• **Problem details**
The lines below are to be quoted exactly, from the first through the one that contains "pub const KELVIN_OFFSET: f64 = 273.15;".

Dataset records:
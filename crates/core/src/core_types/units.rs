//! Semantic unit types for the observed meteorological quantities
//!
//! Newtype wrappers that keep temperatures and pressures from being mixed up
//! on their way into the bulk transfer formulas.
//!
//! # Design Philosophy
//! - Everything is `f64`: the solver iterates 199 times and is compared
//!   against historical output, so precision matters more than footprint
//! - Constructors do not range-check; validity of an observation is decided
//!   once, in [`Observation::validate`](crate::Observation::validate)
//! - `Deref<Target = f64>` for terse use inside formulas
//! - Serde support for serialization
//!
//! # Usage
//! ```
//! use aeroevap_core::core_types::units::{Celsius, Millibars};
//!
//! let kelvin = Celsius::new(25.0).to_kelvin();
//! assert!((*kelvin - 298.15).abs() < 1e-9);
//!
//! let kpa = Millibars::new(1013.25).to_kilopascals();
//! assert!((*kpa - 101.325).abs() < 1e-9);
//! ```

use serde::{Deserialize, Serialize};
use std::fmt;
use std::ops::{Deref, Sub};

// ============================================================================
// TEMPERATURE TYPES
// ============================================================================

/// Temperature in degrees Celsius
#[derive(Debug, Clone, Copy, PartialEq, PartialOrd, Default, Serialize, Deserialize)]
#[repr(transparent)]
pub struct Celsius(f64);

impl Deref for Celsius {
    type Target = f64;
    #[inline]
    fn deref(&self) -> &f64 {
        &self.0
    }
}

impl Celsius {
    /// Celsius to Kelvin conversion offset (0°C = 273.15 K)
    pub const KELVIN_OFFSET: f64 = 273.15;

    /// Water freezing point
    pub const FREEZING: Celsius = Celsius(0.0);

    /// Create a new Celsius temperature
    #[inline]
    #[must_use]
    pub const fn new(value: f64) -> Self {
        Celsius(value)
    }

    /// Convert to Kelvin
    #[inline]
    #[must_use]
    pub fn to_kelvin(self) -> Kelvin {
        Kelvin(self.0 + Self::KELVIN_OFFSET)
    }
}

impl From<f64> for Celsius {
    fn from(v: f64) -> Self {
        Celsius(v)
    }
}

impl From<Celsius> for Kelvin {
    fn from(c: Celsius) -> Kelvin {
        c.to_kelvin()
    }
}

impl From<Celsius> for f64 {
    fn from(c: Celsius) -> f64 {
        c.0
    }
}

impl fmt::Display for Celsius {
    fn fmt(&self, f: &mut fmt::Formatter<'_>) -> fmt::Result {
        write!(f, "{:.2}°C", self.0)
    }
}

/// Temperature in Kelvin (absolute scale)
#[derive(Debug, Clone, Copy, PartialEq, PartialOrd, Default, Serialize, Deserialize)]
#[repr(transparent)]
pub struct Kelvin(f64);

impl Deref for Kelvin {
    type Target = f64;
    #[inline]
    fn deref(&self) -> &f64 {
        &self.0
    }
}

impl Kelvin {
    /// Create a new Kelvin temperature
    #[inline]
    #[must_use]
    pub const fn new(value: f64) -> Self {
        Kelvin(value)
    }

    /// Convert to Celsius
    #[inline]
    #[must_use]
    pub fn to_celsius(self) -> Celsius {
        Celsius(self.0 - Celsius::KELVIN_OFFSET)
    }
}

/// Difference of two absolute temperatures, in K
impl Sub for Kelvin {
    type Output = f64;
    fn sub(self, rhs: Kelvin) -> f64 {
        self.0 - rhs.0
    }
}

impl From<f64> for Kelvin {
    fn from(v: f64) -> Self {
        Kelvin(v)
    }
}

impl From<Kelvin> for f64 {
    fn from(k: Kelvin) -> f64 {
        k.0
    }
}

impl fmt::Display for Kelvin {
    fn fmt(&self, f: &mut fmt::Formatter<'_>) -> fmt::Result {
        write!(f, "{:.2} K", self.0)
    }
}

// ============================================================================
// PRESSURE TYPES
// ============================================================================

/// Air pressure in millibars (hPa)
///
/// Station pressure is always supplied in millibars; the humidity and
/// density formulas work in kPa and convert through
/// [`Millibars::to_kilopascals`].
#[derive(Debug, Clone, Copy, PartialEq, PartialOrd, Default, Serialize, Deserialize)]
#[repr(transparent)]
pub struct Millibars(f64);

impl Deref for Millibars {
    type Target = f64;
    #[inline]
    fn deref(&self) -> &f64 {
        &self.0
    }
}

impl Millibars {
    /// Reference pressure for potential temperature (1000 mb)
    pub const REFERENCE: Millibars = Millibars(1000.0);

    /// Create a new pressure in millibars
    #[inline]
    #[must_use]
    pub const fn new(value: f64) -> Self {
        Millibars(value)
    }

    /// Convert to kilopascals (1 kPa = 10 mb)
    #[inline]
    #[must_use]
    pub fn to_kilopascals(self) -> Kilopascals {
        Kilopascals(self.0 / 10.0)
    }
}

impl From<f64> for Millibars {
    fn from(v: f64) -> Self {
        Millibars(v)
    }
}

impl fmt::Display for Millibars {
    fn fmt(&self, f: &mut fmt::Formatter<'_>) -> fmt::Result {
        write!(f, "{:.2} mb", self.0)
    }
}

/// Pressure in kilopascals, used for vapor pressures
#[derive(Debug, Clone, Copy, PartialEq, PartialOrd, Default, Serialize, Deserialize)]
#[repr(transparent)]
pub struct Kilopascals(f64);

impl Deref for Kilopascals {
    type Target = f64;
    #[inline]
    fn deref(&self) -> &f64 {
        &self.0
    }
}

impl Kilopascals {
    /// Create a new pressure in kilopascals
    #[inline]
    #[must_use]
    pub const fn new(value: f64) -> Self {
        Kilopascals(value)
    }
}

/// Difference of two pressures, in kPa
impl Sub for Kilopascals {
    type Output = f64;
    fn sub(self, rhs: Kilopascals) -> f64 {
        self.0 - rhs.0
    }
}

impl From<f64> for Kilopascals {
    fn from(v: f64) -> Self {
        Kilopascals(v)
    }
}

impl From<Kilopascals> for f64 {
    fn from(p: Kilopascals) -> f64 {
        p.0
    }
}

impl fmt::Display for Kilopascals {
    fn fmt(&self, f: &mut fmt::Formatter<'_>) -> fmt::Result {
        write!(f, "{:.4} kPa", self.0)
    }
}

• **Exercise output**
filename crates/core/src/core_types/units.rs
//! Semantic unit types for the observed meteorological quantities
//!
//! Newtype wrappers that keep temperatures and pressures from being mixed up
//! on their way into the bulk transfer formulas.
//!
//! # Design Philosophy
//! - Everything is `f64`: the solver iterates 199 times and is compared
//!   against historical output, so precision matters more than footprint
//! - Constructors do not range-check; validity of an observation is decided
//!   once, in [`Observation::validate`](crate::Observation::validate)
//! - `Deref<Target = f64>` for terse use inside formulas
//! - Serde support for serialization
//!
//! # Usage
//! ```
//! use aeroevap_core::core_types::units::{Celsius, Millibars};
//!
//! let kelvin = Celsius::new(25.0).to_kelvin();
//! assert!((*kelvin - 298.15).abs() < 1e-9);
//!
//! let kpa = Millibars::new(1013.25).to_kilopascals();
//! assert!((*kpa - 101.325).abs() < 1e-9);
//! ```

use serde::{Deserialize, Serialize};
use std::fmt;
use std::ops::{Deref, Sub};

// ============================================================================
// TEMPERATURE TYPES
// ============================================================================

/// Temperature in degrees Celsius
#[derive(Debug, Clone, Copy, PartialEq, PartialOrd, Default, Serialize, Deserialize)]
#[repr(transparent)]
pub struct Celsius(f64);

impl Deref for Celsius {
    type Target = f64;
    #[inline]
    fn deref(&self) -> &f64 {
        &self.0
    }
}

impl Celsius {
    /// Celsius to Kelvin conversion offset (0°C = 273.15 K)
    pub const KELVIN_OFFSET: f64 = 273.15;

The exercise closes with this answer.